• [Work to be completed]
The answer should contain each record below, repeated exactly.

[Stored data entries]
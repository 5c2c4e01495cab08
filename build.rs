fn main() {
    // ScreenSaverView lives in the ScreenSaver framework, which the objc2
    // crates do not link for us.
    #[cfg(target_os = "macos")]
    {
        println!("cargo:rustc-link-lib=framework=ScreenSaver");
        println!("cargo:rustc-link-lib=framework=AppKit");
    }
}
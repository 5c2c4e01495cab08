//! The configuration window (quote file picker).

pub mod panel;

pub use panel::create_config_panel;
//! Hand-written AppKit constants.
//!
//! The attributed-string keys used for text drawing are exported data
//! symbols, declared here directly rather than pulling in the generated
//! NSAttributedString bindings for two constants.

use objc2_foundation::NSString;

#[link(name = "AppKit", kind = "framework")]
extern "C" {
    /// Attribute key for the drawing font.
    pub static NSFontAttributeName: &'static NSString;
    /// Attribute key for the text color.
    pub static NSForegroundColorAttributeName: &'static NSString;
}

/// `NSStringDrawingUsesLineFragmentOrigin` - measure as multi-line text.
pub const USES_LINE_FRAGMENT_ORIGIN: u64 = 1 << 0;

/// `NSStringDrawingUsesFontLeading` - include font leading in the height.
pub const USES_FONT_LEADING: u64 = 1 << 1;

• [Result of the exercise]
repository 5c2c4e01495cab08
filename build.rs
fn main() {
    // ScreenSaverView lives in the ScreenSaver framework, which the objc2
    // crates do not link for us.
    #[cfg(target_os = "macos")]
    {
        println!("cargo:rustc-link-lib=framework=ScreenSaver");
        println!("cargo:rustc-link-lib=framework=AppKit");
    }
}
repository 5c2c4e01495cab08
//! The configuration window (quote file picker).

pub mod panel;

pub use panel::create_config_panel;
//! Hand-written AppKit constants.
//!
//! The attributed-string keys used for text drawing are exported data
//! symbols, declared here directly rather than pulling in the generated
//! NSAttributedString bindings for two constants.

use objc2_foundation::NSString;

#[link(name = "AppKit", kind = "framework")]
extern "C" {
    /// Attribute key for the drawing font.
    pub static NSFontAttributeName: &'static NSString;
    /// Attribute key for the text color.
    pub static NSForegroundColorAttributeName: &'static NSString;
}

/// `NSStringDrawingUsesLineFragmentOrigin` - measure as multi-line text.
pub const USES_LINE_FRAGMENT_ORIGIN: u64 = 1 << 0;

/// `NSStringDrawingUsesFontLeading` - include font leading in the height.
pub const USES_FONT_LEADING: u64 = 1 << 1;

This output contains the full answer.